As células estaminais podem preservar e melhorar a visão nos olhos danificados pela doença retina

Os pesquisadores têm mostrado pela primeira vez que as células estaminais transplantadas podem preservar e melhorar a visão nos olhos danificados pela doença retina.

No artigo de tampa na oftalmologia investigatório de novembro de 2004 e na ciência visual, os cientistas do instituto de investigação do olho do Schepens de Harvard descrevem resultados de um estudo do rato em que transplantou células estaminais se tornam pilhas retinas, se impedem a morte “em risco” de pilhas da retina nos ratos destinatários e se melhoram a visão daqueles ratos tratados.

“Estes resultados mantêm a grande promessa para tratamentos potenciais para os povos que sofrem da degeneração macular, retinopathy do diabético e outras doenças retinas,” diz jovens de Michael, PhD, um cientista assistente no instituto de investigação do olho de Schepens e o autor principal do estudo.
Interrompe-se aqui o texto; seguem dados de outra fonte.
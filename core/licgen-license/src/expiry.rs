//! Expiration window resolution.
//!
//! A relative spec has the form `<unit>-<count>` (e.g. `days-30`, `YEARS-2`)
//! and is resolved against the issuance instant. Absolute dates are parsed
//! on their own. Input that matches neither form resolves to `None`; callers
//! treat that as "no expiration", never as an error.

use chrono::{DateTime, Datelike, Days, Months, NaiveDate, NaiveDateTime, TimeDelta, Utc};
use regex::Regex;
use std::fmt;
use std::sync::LazyLock;

static RELATIVE_SPEC: LazyLock<Regex> = LazyLock::new(|| {
    Regex::new(r"(?i)^(years|months|days|hours|minutes|seconds)-(\d+)$")
        .expect("relative expiry pattern is valid")
});

/// Last year a license instant may fall in. Later years do not fit the
/// four-digit `YYYY` of the wire format.
pub const MAX_EXPIRY_YEAR: i32 = 9999;

fn within_wire_range(instant: DateTime<Utc>) -> Option<DateTime<Utc>> {
    (instant.year() <= MAX_EXPIRY_YEAR).then_some(instant)
}

/// Naive date-time layouts accepted for absolute dates, read as UTC.
const NAIVE_DATE_TIME_FORMATS: [&str; 3] = [
    "%Y-%m-%dT%H:%M:%S%.f",
    "%Y-%m-%d %H:%M:%S%.f",
    "%Y-%m-%dT%H:%M",
];

/// Unit of a relative expiry spec.
#[derive(Debug, Clone, Copy, PartialEq, Eq, Hash)]
pub enum ExpiryUnit {
    Years,
    Months,
    Days,
    Hours,
    Minutes,
    Seconds,
}

impl ExpiryUnit {
    fn from_keyword(keyword: &str) -> Option<Self> {
        match keyword.to_ascii_lowercase().as_str() {
            "years" => Some(Self::Years),
            "months" => Some(Self::Months),
            "days" => Some(Self::Days),
            "hours" => Some(Self::Hours),
            "minutes" => Some(Self::Minutes),
            "seconds" => Some(Self::Seconds),
            _ => None,
        }
    }

    /// Returns the lowercase keyword for this unit.
    #[must_use]
    pub fn keyword(&self) -> &'static str {
        match self {
            Self::Years => "years",
            Self::Months => "months",
            Self::Days => "days",
            Self::Hours => "hours",
            Self::Minutes => "minutes",
            Self::Seconds => "seconds",
        }
    }
}

/// A parsed `<unit>-<count>` expiry spec.
#[derive(Debug, Clone, Copy, PartialEq, Eq, Hash)]
pub struct RelativeExpiry {
    unit: ExpiryUnit,
    count: u32,
}

impl RelativeExpiry {
    /// Creates a spec from its parts.
    #[must_use]
    pub const fn new(unit: ExpiryUnit, count: u32) -> Self {
        Self { unit, count }
    }

    /// Parses a spec string. Returns `None` for anything unrecognized,
    /// including counts that do not fit in 32 bits.
    #[must_use]
    pub fn parse(spec: &str) -> Option<Self> {
        let captures = RELATIVE_SPEC.captures(spec)?;
        let unit = ExpiryUnit::from_keyword(&captures[1])?;
        let count = captures[2].parse().ok()?;
        Some(Self { unit, count })
    }

    #[must_use]
    pub fn unit(&self) -> ExpiryUnit {
        self.unit
    }

    #[must_use]
    pub fn count(&self) -> u32 {
        self.count
    }

    /// Advances `from` by this spec. Months and years follow the calendar
    /// (Jan 31 + 1 month = last day of February); smaller units are fixed
    /// durations. Returns `None` if the result overflows or lands after
    /// [`MAX_EXPIRY_YEAR`].
    #[must_use]
    pub fn apply(&self, from: DateTime<Utc>) -> Option<DateTime<Utc>> {
        let count = i64::from(self.count);
        let advanced = match self.unit {
            ExpiryUnit::Years => from.checked_add_months(Months::new(self.count.checked_mul(12)?)),
            ExpiryUnit::Months => from.checked_add_months(Months::new(self.count)),
            ExpiryUnit::Days => from.checked_add_days(Days::new(u64::from(self.count))),
            ExpiryUnit::Hours => from.checked_add_signed(TimeDelta::try_hours(count)?),
            ExpiryUnit::Minutes => from.checked_add_signed(TimeDelta::try_minutes(count)?),
            ExpiryUnit::Seconds => from.checked_add_signed(TimeDelta::try_seconds(count)?),
        }?;
        within_wire_range(advanced)
    }
}

impl fmt::Display for RelativeExpiry {
    fn fmt(&self, f: &mut fmt::Formatter<'_>) -> fmt::Result {
        write!(f, "{}-{}", self.unit.keyword(), self.count)
    }
}

/// Resolves an optional relative spec against the issuance instant.
#[must_use]
pub fn resolve_valid_to(now: DateTime<Utc>, spec: Option<&str>) -> Option<DateTime<Utc>> {
    let spec = spec?;
    let resolved = RelativeExpiry::parse(spec).and_then(|relative| relative.apply(now));
    if resolved.is_none() {
        tracing::warn!(spec, "unrecognized valid-to spec, license will carry no validTo");
    }
    resolved
}

/// Parses an absolute date.
///
/// Accepts RFC 3339, RFC 2822, naive date-times (read as UTC) and plain
/// `YYYY-MM-DD` dates (midnight UTC). Dates after [`MAX_EXPIRY_YEAR`] are
/// rejected.
#[must_use]
pub fn parse_absolute_date(input: &str) -> Option<DateTime<Utc>> {
    let input = input.trim();
    if input.is_empty() {
        return None;
    }

    parse_any_format(input).and_then(within_wire_range)
}

fn parse_any_format(input: &str) -> Option<DateTime<Utc>> {
    if let Ok(parsed) = DateTime::parse_from_rfc3339(input) {
        return Some(parsed.with_timezone(&Utc));
    }
    if let Ok(parsed) = DateTime::parse_from_rfc2822(input) {
        return Some(parsed.with_timezone(&Utc));
    }
    for format in NAIVE_DATE_TIME_FORMATS {
        if let Ok(parsed) = NaiveDateTime::parse_from_str(input, format) {
            return Some(parsed.and_utc());
        }
    }
    NaiveDate::parse_from_str(input, "%Y-%m-%d")
        .ok()
        .and_then(|date| date.and_hms_opt(0, 0, 0))
        .map(|midnight| midnight.and_utc())
}
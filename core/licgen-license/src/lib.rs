//! License issuance for licgen.
//!
//! This crate handles:
//! - Resolving relative (`days-30`) and absolute expiration dates
//! - Sourcing an RSA key pair (reuse supplied PEM files or generate 4096-bit)
//! - Building the license record
//! - Transforming the record with the private key into the license artifact
//!
//! # Artifact Format
//!
//! The record is serialized as compact JSON with fixed field order
//! (`id, major, minor, patch, user, created, validTo, expire`), padded with
//! PKCS#1 v1.5 type 1 padding and transformed with the RSA private key. The
//! public key recovers the exact JSON bytes via [`recover_payload`].
//!
//! Verification policy (expiry checks, version matching) is out of scope.

mod clock;
mod error;
mod expiry;
mod ids;
mod issue;
mod keypair;
mod record;
mod signer;

pub use clock::{Clock, FixedClock, SystemClock};
pub use error::{ErrorKind, LicenseError, LicenseResult};
pub use expiry::{
    ExpiryUnit, MAX_EXPIRY_YEAR, RelativeExpiry, parse_absolute_date, resolve_valid_to,
};
pub use ids::{IdGenerator, LicenseId, RandomIds};
pub use issue::{
    DEFAULT_LICENSE_NAME, DEFAULT_PRIVATE_KEY_NAME, DEFAULT_PUBLIC_KEY_NAME, IssueRequest,
    Issuance, Issuer, OutputFile, OutputKind, OutputLayout,
};
pub use keypair::{DEFAULT_MODULUS_BITS, KeyPair, KeyPairProvider, KeyPairSource, Provenance};
pub use record::{LicenseRecord, LicenseTerms, WILDCARD, version_component};
pub use signer::{
    PKCS1_PADDING_OVERHEAD, SignedArtifact, decode_private_key, decode_public_key,
    max_payload_len, recover_payload, sign_payload, sign_record,
};
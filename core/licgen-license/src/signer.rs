//! Private-key transform of the canonical record.
//!
//! The artifact is a single RSA block: the payload padded with PKCS#1 v1.5
//! type 1 padding (`00 01 FF.. 00 payload`, no digest) and raised to the
//! private exponent. Anyone holding the public key recovers the exact
//! payload with [`recover_payload`]. The payload must therefore fit in one
//! block: at most `modulus_bytes - 11` bytes.

use crate::error::{LicenseError, LicenseResult};
use crate::record::LicenseRecord;
use rsa::pkcs1::{DecodeRsaPrivateKey, DecodeRsaPublicKey};
use rsa::pkcs8::{DecodePrivateKey, DecodePublicKey};
use rsa::traits::PublicKeyParts;
use rsa::{BigUint, Pkcs1v15Sign, RsaPrivateKey, RsaPublicKey};

/// Bytes of PKCS#1 v1.5 padding overhead per block.
pub const PKCS1_PADDING_OVERHEAD: usize = 11;

/// Minimum run of `0xFF` filler bytes in a well-formed block.
const MIN_FILLER_LEN: usize = 8;

/// The opaque license artifact.
#[derive(Debug, Clone, PartialEq, Eq)]
pub struct SignedArtifact(Vec<u8>);

impl SignedArtifact {
    /// Wraps raw artifact bytes (e.g. read back from disk).
    #[must_use]
    pub fn from_bytes(bytes: Vec<u8>) -> Self {
        Self(bytes)
    }

    #[must_use]
    pub fn as_bytes(&self) -> &[u8] {
        &self.0
    }

    #[must_use]
    pub fn into_bytes(self) -> Vec<u8> {
        self.0
    }

    #[must_use]
    pub fn len(&self) -> usize {
        self.0.len()
    }

    #[must_use]
    pub fn is_empty(&self) -> bool {
        self.0.is_empty()
    }
}

/// Largest payload a key of this size can carry.
#[must_use]
pub fn max_payload_len(key: &impl PublicKeyParts) -> usize {
    key.size().saturating_sub(PKCS1_PADDING_OVERHEAD)
}

fn pem_str(pem: &[u8]) -> LicenseResult<&str> {
    std::str::from_utf8(pem).map_err(|_| LicenseError::InvalidKey("key is not UTF-8 PEM".to_string()))
}

/// Decodes a private key from PKCS#8 or PKCS#1 PEM.
pub fn decode_private_key(pem: &[u8]) -> LicenseResult<RsaPrivateKey> {
    let pem = pem_str(pem)?;
    RsaPrivateKey::from_pkcs8_pem(pem)
        .or_else(|_| RsaPrivateKey::from_pkcs1_pem(pem))
        .map_err(|e| LicenseError::InvalidKey(format!("private key: {e}")))
}

/// Decodes a public key from SPKI or PKCS#1 PEM.
pub fn decode_public_key(pem: &[u8]) -> LicenseResult<RsaPublicKey> {
    let pem = pem_str(pem)?;
    RsaPublicKey::from_public_key_pem(pem)
        .or_else(|_| RsaPublicKey::from_pkcs1_pem(pem))
        .map_err(|e| LicenseError::InvalidKey(format!("public key: {e}")))
}

/// Applies the private-key transform to an arbitrary payload.
pub fn sign_payload(private_pem: &[u8], payload: &[u8]) -> LicenseResult<SignedArtifact> {
    let key = decode_private_key(private_pem)?;
    let max = max_payload_len(&key);
    if payload.len() > max {
        return Err(LicenseError::PayloadTooLarge {
            len: payload.len(),
            max,
        });
    }

    let block = key
        .sign(Pkcs1v15Sign::new_unprefixed(), payload)
        .map_err(|e| LicenseError::Signing(e.to_string()))?;
    Ok(SignedArtifact(block))
}

/// Serializes `record` canonically and signs it.
pub fn sign_record(record: &LicenseRecord, private_pem: &[u8]) -> LicenseResult<SignedArtifact> {
    let payload = record.to_canonical_bytes()?;
    tracing::debug!(payload_len = payload.len(), "signing license record");
    sign_payload(private_pem, &payload)
}

/// Inverts the private-key transform with the public key and strips the
/// padding, yielding the exact payload that was signed.
///
/// # Errors
///
/// Fails if the key cannot be decoded, the artifact is not one block of this
/// key's size, or the recovered block is not type 1 padded (which is what a
/// mismatched key pair produces).
pub fn recover_payload(public_pem: &[u8], artifact: &[u8]) -> LicenseResult<Vec<u8>> {
    let key = decode_public_key(public_pem)?;
    let block_len = key.size();
    if artifact.len() != block_len {
        return Err(LicenseError::Recovery(format!(
            "artifact is {} bytes, expected {block_len}",
            artifact.len()
        )));
    }

    let signature = BigUint::from_bytes_be(artifact);
    if &signature >= key.n() {
        return Err(LicenseError::Recovery(
            "artifact is out of range for this key".to_string(),
        ));
    }

    let recovered = signature.modpow(key.e(), key.n()).to_bytes_be();
    let mut block = vec![0u8; block_len - recovered.len()];
    block.extend_from_slice(&recovered);

    strip_type1_padding(&block).map(<[u8]>::to_vec)
}

/// Parses `00 01 FF{8,} 00 payload`.
fn strip_type1_padding(block: &[u8]) -> LicenseResult<&[u8]> {
    let malformed = || LicenseError::Recovery("malformed padding (wrong public key?)".to_string());

    let (header, rest) = block.split_at_checked(2).ok_or_else(malformed)?;
    if header != [0x00, 0x01] {
        return Err(malformed());
    }

    let filler_len = rest.iter().take_while(|&&b| b == 0xFF).count();
    if filler_len < MIN_FILLER_LEN || rest.get(filler_len) != Some(&0x00) {
        return Err(malformed());
    }
    Ok(&rest[filler_len + 1..])
}
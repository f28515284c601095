use licgen_license::{IdGenerator, LicenseId, RandomIds};
use std::collections::HashSet;
use uuid::Uuid;

#[test]
fn license_id_new_is_unique() {
    let a = LicenseId::new();
    let b = LicenseId::new();
    assert_ne!(a, b);
}

#[test]
fn license_id_is_v4() {
    assert_eq!(LicenseId::new().as_uuid().get_version_num(), 4);
}

#[test]
fn random_ids_do_not_repeat() {
    let ids: HashSet<_> = (0..1000).map(|_| RandomIds.next_id()).collect();
    assert_eq!(ids.len(), 1000);
}

#[test]
fn license_id_displays_as_hyphenated_uuid() {
    let uuid = Uuid::from_u128(0x6f1c2b1e_8a3d_4c1e_9f00_0123456789ab);
    let id = LicenseId::from_uuid(uuid);
    assert_eq!(id.to_string(), "6f1c2b1e-8a3d-4c1e-9f00-0123456789ab");
    assert_eq!(id.as_uuid(), uuid);
}

#[test]
fn license_id_serializes_as_string() {
    let id = LicenseId::from_uuid(Uuid::from_u128(0x6f1c2b1e_8a3d_4c1e_9f00_0123456789ab));
    let json = serde_json::to_string(&id).unwrap();
    assert_eq!(json, "\"6f1c2b1e-8a3d-4c1e-9f00-0123456789ab\"");
}
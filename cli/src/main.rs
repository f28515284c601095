//! licgen: issue an RSA-signed software license.
//!
//! Usage:
//!   licgen --user a@b.com --major 1 --valid-to days-30 --output ./out
//!
//! Writes `public.key`, `private.key` and `license.data` into the output
//! directory. Pass `--private-key` and `--public-key` together to reuse an
//! existing key pair.

use anyhow::Result;
use licgen_cli::{parse_args, run};
use tracing::{Level, info};
use tracing_subscriber::FmtSubscriber;

fn main() -> Result<()> {
    let args = parse_args(std::env::args_os()).unwrap_or_else(|e| e.exit());
    let log_level = if args.verbose { Level::DEBUG } else { Level::INFO };
    FmtSubscriber::builder()
        .with_max_level(log_level)
        .with_target(false)
        .compact()
        .init();

    let issuance = run(args)?;
    info!(
        "Issued license {} for {}",
        issuance.record().id(),
        issuance.record().user()
    );
    Ok(())
}
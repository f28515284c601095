//! RSA key pair sourcing.
//!
//! A key pair is either read verbatim from two caller-supplied PEM files or
//! freshly generated (4096-bit modulus, SPKI public PEM, PKCS#8 private PEM).
//! Supplying only one of the two paths is treated as supplying neither.

use crate::error::{LicenseError, LicenseResult};
use rand::rngs::OsRng;
use rsa::pkcs8::{EncodePrivateKey, EncodePublicKey, LineEnding};
use rsa::{RsaPrivateKey, RsaPublicKey};
use std::fmt;
use std::fs;
use std::path::{Path, PathBuf};
use tracing::{debug, warn};

/// Modulus length of generated keys, in bits.
pub const DEFAULT_MODULUS_BITS: usize = 4096;

/// Where a key pair came from.
#[derive(Debug, Clone, Copy, PartialEq, Eq, Hash)]
pub enum Provenance {
    /// Freshly generated for this issuance.
    Generated,
    /// Loaded unchanged from caller-supplied files.
    Supplied,
}

/// A PEM-encoded RSA key pair.
///
/// Matching of the two halves is not checked; a mismatched pair surfaces only
/// when the artifact fails to recover under the public key.
#[derive(Clone)]
pub struct KeyPair {
    public_pem: Vec<u8>,
    private_pem: Vec<u8>,
    provenance: Provenance,
}

impl KeyPair {
    /// Wraps PEM bytes supplied by the caller.
    #[must_use]
    pub fn supplied(public_pem: Vec<u8>, private_pem: Vec<u8>) -> Self {
        Self {
            public_pem,
            private_pem,
            provenance: Provenance::Supplied,
        }
    }

    /// Generates a fresh key pair with the given modulus length.
    pub fn generate(bits: usize) -> LicenseResult<Self> {
        let private = RsaPrivateKey::new(&mut OsRng, bits)
            .map_err(|e| LicenseError::KeyGeneration(e.to_string()))?;
        let public = RsaPublicKey::from(&private);

        let private_pem = private
            .to_pkcs8_pem(LineEnding::LF)
            .map_err(|e| LicenseError::KeyGeneration(format!("PKCS#8 encoding: {e}")))?;
        let public_pem = public
            .to_public_key_pem(LineEnding::LF)
            .map_err(|e| LicenseError::KeyGeneration(format!("SPKI encoding: {e}")))?;

        Ok(Self {
            public_pem: public_pem.into_bytes(),
            private_pem: private_pem.as_bytes().to_vec(),
            provenance: Provenance::Generated,
        })
    }

    /// Returns the public key PEM bytes.
    #[must_use]
    pub fn public_pem(&self) -> &[u8] {
        &self.public_pem
    }

    /// Returns the private key PEM bytes.
    #[must_use]
    pub fn private_pem(&self) -> &[u8] {
        &self.private_pem
    }

    #[must_use]
    pub fn provenance(&self) -> Provenance {
        self.provenance
    }
}

impl fmt::Debug for KeyPair {
    fn fmt(&self, f: &mut fmt::Formatter<'_>) -> fmt::Result {
        f.debug_struct("KeyPair")
            .field("public_pem", &String::from_utf8_lossy(&self.public_pem))
            .field("private_pem", &"[REDACTED]")
            .field("provenance", &self.provenance)
            .finish()
    }
}

/// Anything that can hand the issuer a key pair.
pub trait KeyPairSource {
    fn key_pair(&self) -> LicenseResult<KeyPair>;
}

impl KeyPairSource for KeyPair {
    fn key_pair(&self) -> LicenseResult<KeyPair> {
        Ok(self.clone())
    }
}

/// Reuses caller key files when both are given, otherwise generates.
#[derive(Debug, Clone, Default)]
pub struct KeyPairProvider {
    public_key: Option<PathBuf>,
    private_key: Option<PathBuf>,
    modulus_bits: Option<usize>,
}

impl KeyPairProvider {
    /// Creates a provider for the given (optional) existing key files.
    #[must_use]
    pub fn new(public_key: Option<PathBuf>, private_key: Option<PathBuf>) -> Self {
        Self {
            public_key,
            private_key,
            modulus_bits: None,
        }
    }

    /// Overrides the modulus length used when generating.
    #[must_use]
    pub fn with_modulus_bits(mut self, bits: usize) -> Self {
        self.modulus_bits = Some(bits);
        self
    }

    fn read_pem(path: &Path) -> LicenseResult<Vec<u8>> {
        fs::read(path).map_err(|source| LicenseError::KeyRead {
            path: path.to_path_buf(),
            source,
        })
    }
}

impl KeyPairSource for KeyPairProvider {
    fn key_pair(&self) -> LicenseResult<KeyPair> {
        match (&self.public_key, &self.private_key) {
            (Some(public), Some(private)) => {
                debug!(public = %public.display(), private = %private.display(), "reusing supplied key pair");
                let private_pem = Self::read_pem(private)?;
                let public_pem = Self::read_pem(public)?;
                Ok(KeyPair::supplied(public_pem, private_pem))
            }
            (public, private) => {
                if let Some(ignored) = public.as_ref().or(private.as_ref()) {
                    warn!(
                        ignored = %ignored.display(),
                        "only one existing key supplied, generating a fresh key pair instead"
                    );
                }
                let bits = self.modulus_bits.unwrap_or(DEFAULT_MODULUS_BITS);
                debug!(bits, "generating RSA key pair");
                KeyPair::generate(bits)
            }
        }
    }
}
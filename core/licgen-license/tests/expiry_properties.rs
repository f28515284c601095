//! Property-based tests for expiry resolution.

mod common;

use chrono::TimeDelta;
use common::fixed_now;
use licgen_license::resolve_valid_to;
use proptest::prelude::*;

fn unit_strategy() -> impl Strategy<Value = &'static str> {
    prop::sample::select(vec!["years", "months", "days", "hours", "minutes", "seconds"])
}

proptest! {
    /// Day specs always land exactly `count` days after issuance.
    #[test]
    fn days_add_exact_duration(count in 0u32..1_000_000) {
        let now = fixed_now();
        let resolved = resolve_valid_to(now, Some(format!("days-{count}").as_str()));
        prop_assert_eq!(resolved, Some(now + TimeDelta::days(i64::from(count))));
    }

    /// Seconds specs are fixed durations too.
    #[test]
    fn seconds_add_exact_duration(count in 0u32..100_000_000) {
        let now = fixed_now();
        let resolved = resolve_valid_to(now, Some(format!("seconds-{count}").as_str()));
        prop_assert_eq!(resolved, Some(now + TimeDelta::seconds(i64::from(count))));
    }

    /// A resolvable spec never lands before issuance.
    #[test]
    fn resolved_is_never_before_now(unit in unit_strategy(), count in 0u32..1000) {
        let now = fixed_now();
        let resolved = resolve_valid_to(now, Some(format!("{unit}-{count}").as_str()));
        prop_assert!(resolved.is_some());
        prop_assert!(resolved.unwrap() >= now);
    }

    /// Matching ignores case.
    #[test]
    fn case_does_not_matter(unit in unit_strategy(), count in 0u32..1000) {
        let now = fixed_now();
        let lower = resolve_valid_to(now, Some(format!("{unit}-{count}").as_str()));
        let upper = resolve_valid_to(now, Some(format!("{}-{count}", unit.to_uppercase()).as_str()));
        prop_assert_eq!(lower, upper);
    }

    /// Anything outside the six unit keywords resolves to nothing.
    #[test]
    fn unknown_units_resolve_to_none(unit in "[a-z]{1,10}", count in 0u32..1000) {
        prop_assume!(!["years", "months", "days", "hours", "minutes", "seconds"].contains(&unit.as_str()));
        prop_assert_eq!(resolve_valid_to(fixed_now(), Some(format!("{unit}-{count}").as_str())), None);
    }
}
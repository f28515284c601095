//! Shared test helpers for license tests.

#![allow(dead_code)]

use chrono::{DateTime, TimeZone, Utc};
use licgen_license::{IdGenerator, KeyPair, LicenseId};
use std::sync::OnceLock;
use std::sync::atomic::{AtomicU64, Ordering};
use uuid::Uuid;

/// Modulus used by most tests; large enough for typical records.
pub const TEST_MODULUS_BITS: usize = 2048;

/// A key pair generated once per test binary.
pub fn test_key_pair() -> &'static KeyPair {
    static KEYS: OnceLock<KeyPair> = OnceLock::new();
    KEYS.get_or_init(|| KeyPair::generate(TEST_MODULUS_BITS).expect("test key generation"))
}

/// A second, unrelated key pair.
pub fn other_key_pair() -> &'static KeyPair {
    static KEYS: OnceLock<KeyPair> = OnceLock::new();
    KEYS.get_or_init(|| KeyPair::generate(TEST_MODULUS_BITS).expect("test key generation"))
}

/// Fixed issuance instant: 2026-03-15T09:30:00.250Z.
pub fn fixed_now() -> DateTime<Utc> {
    Utc.with_ymd_and_hms(2026, 3, 15, 9, 30, 0).unwrap() + chrono::TimeDelta::milliseconds(250)
}

/// Hands out `00000000-0000-0000-0000-000000000001`, `...0002`, ...
#[derive(Debug, Default)]
pub struct SequentialIds(AtomicU64);

impl IdGenerator for SequentialIds {
    fn next_id(&self) -> LicenseId {
        let n = self.0.fetch_add(1, Ordering::SeqCst) + 1;
        LicenseId::from_uuid(Uuid::from_u128(u128::from(n)))
    }
}
use parley_core::engine::AdapterError;
use parley_core::types::PhoneRecord;
use serde::Deserialize;

const DEFAULT_BASE_URL: &str = "http://apilayer.net/api";

// Numverify reports key/quota problems as a 200 with `success: false`, so
// both shapes are decoded from one struct.
#[derive(Debug, Deserialize)]
struct NumverifyResponse {
    success: Option<bool>,
    error: Option<NumverifyError>,
    valid: Option<bool>,
    country_name: Option<String>,
    location: Option<String>,
    carrier: Option<String>,
    line_type: Option<String>,
}

#[derive(Debug, Deserialize)]
struct NumverifyError {
    #[serde(default)]
    info: String,
}

/// Phone-number validation against the Numverify API.
pub struct PhoneValidationAdapter {
    client: reqwest::Client,
    base_url: String,
    api_key: String,
}

impl PhoneValidationAdapter {
    pub fn new(api_key: String) -> Self {
        Self::with_base_url(api_key, DEFAULT_BASE_URL.to_string())
    }

    pub fn with_base_url(api_key: String, base_url: String) -> Self {
        Self {
            client: reqwest::Client::new(),
            base_url,
            api_key,
        }
    }

    /// Validate the captured token exactly as routed; a leading `+` is
    /// passed through unnormalized.
    pub async fn validate(&self, number: &str) -> Result<PhoneRecord, AdapterError> {
        let url = self.request_url(number);
        tracing::debug!("phone validation request for '{}'", number);

        let response = self
            .client
            .get(&url)
            .send()
            .await
            .map_err(|e| AdapterError::Http(e.to_string()))?;

        if !response.status().is_success() {
            let status = response.status();
            let text = response.text().await.unwrap_or_default();
            return Err(AdapterError::Api(format!("{}: {}", status, text)));
        }

        let parsed: NumverifyResponse = response
            .json()
            .await
            .map_err(|e| AdapterError::Parse(e.to_string()))?;

        record_from(parsed)
    }

    fn request_url(&self, number: &str) -> String {
        format!(
            "{}/validate?access_key={}&number={}",
            self.base_url.trim_end_matches('/'),
            self.api_key,
            urlencoding::encode(number)
        )
    }
}

fn record_from(parsed: NumverifyResponse) -> Result<PhoneRecord, AdapterError> {
    if parsed.success == Some(false) {
        let info = parsed
            .error
            .map(|e| e.info)
            .filter(|info| !info.is_empty())
            .unwrap_or_else(|| "validation request rejected".to_string());
        return Err(AdapterError::Api(info));
    }

    let valid = parsed
        .valid
        .ok_or_else(|| AdapterError::Parse("response missing 'valid' field".to_string()))?;

    Ok(PhoneRecord {
        valid,
        country: parsed.country_name.unwrap_or_default(),
        location: parsed.location.unwrap_or_default(),
        carrier: parsed.carrier.unwrap_or_default(),
        line_type: parsed.line_type.unwrap_or_default(),
    })
}

#[cfg(test)]
mod tests {
    use super::*;

    #[test]
    fn test_request_url_keeps_plus_encoded() {
        let adapter = PhoneValidationAdapter::new("secret".to_string());
        let url = adapter.request_url("+15551234");
        assert_eq!(
            url,
            "http://apilayer.net/api/validate?access_key=secret&number=%2B15551234"
        );
    }

    #[test]
    fn test_valid_number_maps_to_record() {
        let body = r#"{
            "valid": true,
            "number": "14158586273",
            "country_name": "United States of America",
            "location": "Novato",
            "carrier": "AT&T Mobility LLC",
            "line_type": "mobile"
        }"#;
        let parsed: NumverifyResponse = serde_json::from_str(body).unwrap();
        let record = record_from(parsed).unwrap();
        assert!(record.valid);
        assert_eq!(record.country, "United States of America");
        assert_eq!(record.line_type, "mobile");
    }

    #[test]
    fn test_invalid_number_is_still_a_record() {
        let body = r#"{
            "valid": false,
            "number": "123",
            "country_name": "",
            "location": "",
            "carrier": "",
            "line_type": null
        }"#;
        let parsed: NumverifyResponse = serde_json::from_str(body).unwrap();
        let record = record_from(parsed).unwrap();
        assert!(!record.valid);
        assert_eq!(record.line_type, "");
    }

    #[test]
    fn test_rejected_request_is_an_api_error() {
        let body = r#"{
            "success": false,
            "error": {"code": 101, "type": "invalid_access_key", "info": "You have not supplied a valid API Access Key."}
        }"#;
        let parsed: NumverifyResponse = serde_json::from_str(body).unwrap();
        let err = record_from(parsed).unwrap_err();
        match err {
            AdapterError::Api(info) => assert!(info.contains("Access Key")),
            other => panic!("expected Api error, got {:?}", other),
        }
    }

    #[test]
    fn test_missing_valid_field_is_a_parse_error() {
        let parsed: NumverifyResponse = serde_json::from_str(r#"{"number": "123"}"#).unwrap();
        assert!(matches!(
            record_from(parsed),
            Err(AdapterError::Parse(_))
        ));
    }
}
A retina é uma membrana tecido-fina na parte traseira do olho responsável para enviar a luz e as imagens do mundo exterior através do nervo ótico ao cérebro, que os interpreta. A retina contem as pilhas sensíveis à luz, conhecidas como as hastes, que tornam possível para que nós ver em preto e branco e na luminosidade reduzida, e os cones, que são responsáveis para a visão da cor e da alto-acuidade. Nas doenças tais como a degeneração macular, é estas pilhas que estão sendo destruídas.

Crença essa células estaminais -- pilhas que têm a capacidade mudar em outros tipos das pilhas -- podia potencial salvar a visão, os jovens e a sua equipe decididos testar sua teoria nos ratos. Transplantaram células estaminais retinas dos ratos “verdes” novos nos olhos dos ratos normal-coloridos que tiveram a doença retina. Os ratos verdes são aumentados genetically de modo que todos seus tecidos sejam verde fluorescente. A cor verde torna possível detectar onde as pilhas transplantadas estão e como estão crescendo e estão mudando.

Após diversas semanas a equipe avaliou os olhos dos ratos tratados e encontrou que as pilhas verdes tinham migrado a onde eram necessários na retina danificada e tinham mudado no que olhou como pilhas retinas normais. Os cientistas igualmente encontraram que muitas das pilhas de cone que eram à beira da morte antes da transplantação pareceram recuperar ou retêm sua função. Os pesquisadores especularam que as pilhas transplantadas segregavam um factor ou uma substância que salvar estas pilhas frágeis. (Está crescendo a evidência que as pilhas de haste mantêm pilhas de cone vivas segregando um factor especial.)

Para testar se os ratos com células estaminais transplantadas poderiam ver melhor, a equipe a seguir colocou as e os ratos do controle (sem as transplantações ou com transplantações da pilha da não-haste) em gaiolas escuras e piscou uma série cada vez mais de luzes do nível inferior em ambos os grupos durante um período de tempo. Os ratos são photophobic e param sua actividade normal quando detectam a luz. Os pesquisadores aproveitaram-se desta resposta natural e encontraram-se que os ratos com o tecido transplantado continuaram a responder à luz enquanto alcançou os mais baixos níveis. Os ratos do controle não fizeram.

“Estas são as primeiras etapas para o uso das células estaminais para salvar visão existente e então -- abaixo da estrada -- restaurando a visão que tem sido perdida já,” diz o jovem, que acredita que as pilhas de hastes terão muitos papéis a jogar na luta contra doenças de cegueira.

Os jovens e sua equipe estão investigando agora o mesmo fenômeno nos porcos, cujos os olhos são maiores e mais como os olhos humanos.